Als ich zuletzt 2018 in Utrecht Jean-Philippe Rameaus Opernschwanengesang Les Boréades mit Dirigentenzuschauer Jordi Savall auf dem Sitzplatz hinter mir hörte, wies ich in meiner folgenden Einleitung zur Rezension auf die komplizierte Musikrechtesituation hin, die dazu führte, dass das Werk über die Unerschütterlichkeit der die adligen Gesellschaftsfesseln sprengenden Liebe erstmalig 1982 komplett und szenisch von John Eliot Gardiner aufgeführt worden war. Ein historisch gewichtiger Umstand, der Karrieren wie die Simon Rattles und Marc Minkowskis ein gehöriges Stück mitprägen sollte und ja auch Savall bis heute anzieht. Einen Namen ließ ich unbeabsichtigterweise unerwähnt: György Vashegyi, der – wie er nochmals im Bachtrack-Interview erzählte – 1988 auf Gardiner traf, welcher wiederum in ihm den Entschluss bekräftigte, Dirigent seiner eigenen Gruppen in Budapest zu werden.
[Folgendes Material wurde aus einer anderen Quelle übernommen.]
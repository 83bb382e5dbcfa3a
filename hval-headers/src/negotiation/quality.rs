use hval_parse::{Cursor, Parser, ParserExt, first_available, literal_str_ignore_case};
use hval_utils::macros::error::static_str_error;
use std::fmt;

static_str_error! {
    /// The quality factor is not within `0..=1000` thousandths.
    pub struct InvalidQuality = "quality factor out of range";
}

/// A quality factor (`q`) in thousandths: `0` to `1000`.
///
/// The default is [`Quality::MAX`], the implied quality of a
/// preference without a `q` parameter.
#[derive(Debug, Clone, Copy, PartialEq, Eq, PartialOrd, Ord, Hash)]
pub struct Quality(u16);

impl Quality {
    /// `q=1`
    pub const MAX: Self = Self(1000);
    /// `q=0`, meaning "not acceptable".
    pub const MIN: Self = Self(0);

    /// Create a [`Quality`] from thousandths.
    pub const fn try_new(thousandths: u16) -> Result<Self, InvalidQuality> {
        if thousandths > 1000 {
            Err(InvalidQuality)
        } else {
            Ok(Self(thousandths))
        }
    }

    /// The quality in thousandths.
    #[must_use]
    pub const fn as_u16(self) -> u16 {
        self.0
    }
}

impl Default for Quality {
    fn default() -> Self {
        Self::MAX
    }
}

impl TryFrom<u16> for Quality {
    type Error = InvalidQuality;

    fn try_from(thousandths: u16) -> Result<Self, Self::Error> {
        Self::try_new(thousandths)
    }
}

impl From<Quality> for u16 {
    fn from(quality: Quality) -> Self {
        quality.0
    }
}

impl fmt::Display for Quality {
    fn fmt(&self, f: &mut fmt::Formatter<'_>) -> fmt::Result {
        match self.0 {
            1000 => f.write_str("1"),
            0 => f.write_str("0"),
            mut value => {
                let mut width = 3;
                while value % 10 == 0 {
                    value /= 10;
                    width -= 1;
                }
                write!(f, "0.{value:0width$}")
            }
        }
    }
}

/// `qvalue = DIGIT [ "." 1*3DIGIT ]`, at most `1`.
pub fn qvalue(cursor: &mut Cursor<'_>) -> Option<Quality> {
    let start = cursor.position();
    let quality = read_qvalue(cursor);
    if quality.is_none() {
        cursor.set_position(start);
    }
    quality
}

fn read_qvalue(cursor: &mut Cursor<'_>) -> Option<Quality> {
    let mut thousandths = digit(cursor)? * 1000;
    if cursor.advance_if(|c| c == '.').is_some() {
        // a fraction has at least one digit
        let Some(first) = digit(cursor) else {
            cursor.pushback();
            return Quality::try_new(thousandths).ok();
        };
        thousandths += first * 100;
        let mut scale = 10;
        while scale > 0 {
            let Some(d) = digit(cursor) else {
                break;
            };
            thousandths += d * scale;
            scale /= 10;
        }
    }
    Quality::try_new(thousandths).ok()
}

fn digit(cursor: &mut Cursor<'_>) -> Option<u16> {
    let c = cursor.advance_if(|c| c.is_ascii_digit())?;
    c.to_digit(10).and_then(|d| u16::try_from(d).ok())
}

/// `weight = "q=" qvalue`, with a case-insensitive `q`.
pub fn q_param(cursor: &mut Cursor<'_>) -> Option<Quality> {
    (literal_str_ignore_case("q="), qvalue)
        .map(|(_, quality)| quality)
        .parse(cursor)
}

impl crate::Grammar for Quality {
    fn parse_from(cursor: &mut Cursor<'_>) -> Option<Self> {
        first_available((q_param, qvalue)).parse(cursor)
    }
}

impl_str_codec!(Quality);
Nicht umsonst heißen seine Ensembles – inspiriert von Gardiners Monteverdi Choir and Orchestra – Purcell Choir und Orfeo Orchestra. Mit ihnen kam Vasghegyi im März dieses Jahres wieder zur NTR ZaterdagMatinee, im Gepäck Rameaus Oper Castor et Pollux, mit der für ihn alles in dieser Art vor mittlerweile dreißig Jahren in seiner Passion zum Komponisten und französischer Musik generell begann. Nun also Les Boréades – gewissermaßen Schluss eines Kreises? In der Tat, ist Rameaus letzte Oper um das dem Nordwindgott Boréas und dessen Söhnen trotzende Paar Alphise und Abaris gleichzeitig das Finale Vashegyis etwas im Windschatten angelegten Rameau-Zyklus' in Kooperation mit dem Barockmusikzentrum in Versailles.
Gemeinsam mit dem neugegründeten ungarischen Pendant für Alte Musik, das gar in Versailler Personalunion unter künstlerischer Gesamtleitung Benoît Dratwickis steht, wurde das Werk in individuell eingerichteter Edition natürlich jetzt auch noch in Budapest aufgenommen. Mit den Tourstationen vor dem wirklich letzten Windhauch in Amsterdam waren die im institutionellen französischen Rameaupflegekonzentrat bekannten Solisten sowie die Gruppen Vashegyis – abgesehen von minimalen Abstrichen bei Oboen und Piccoloflöten – demnach bestens präpariert. So entfalteten sich zu wohltuender Erwartungsbestätigung im Concertgebouw die revolutionistischen Rameau-Farben, ganz in Vashegyis vertraut warmem, royal-elegantem und übersichtlichem Klangkleid, das schillernd nicht mit schrill vermischte und im stets formgebenden wie willig und detailliert -lenkenden Schnitt die kontrastierenden Proportionen wunderbar in Szene setzte.
Ermöglichten genaues Dirigat und akribisches Tonbild mit besonders lobenswerter Riege der vier Fagotte aus souveränem Orfeo Orchestra eine unbestechlich präzise Rhythmik und verlässlich-verbindliche Abgestimmtheit mit völlig kultiviertem, idiomatisch abgebrühtem Chor und den Solisten, waren es Vashegyis damit zum Ausdruck kommende rationale Professionalität und unverbrüchlich musikalische Hingabe, die im wahrsten Sinne der Redewendung glatt über die Bühne gingen. Organisch fügten sich daher neben einer schlichten Hervorhebung der zugrundeliegenden Modernität, vor allem Rameaus fünften Akts, auch die Verbindungselemente von Récits und romantisch feinsinnigen Airs, die Divertissements aus Tambourin-Trommel-Tanz-Tamtam und eclairsüßlichen Entrées sowie die Borée-Machtdemonstration mit Windmaschine und Donnerblech aneinander.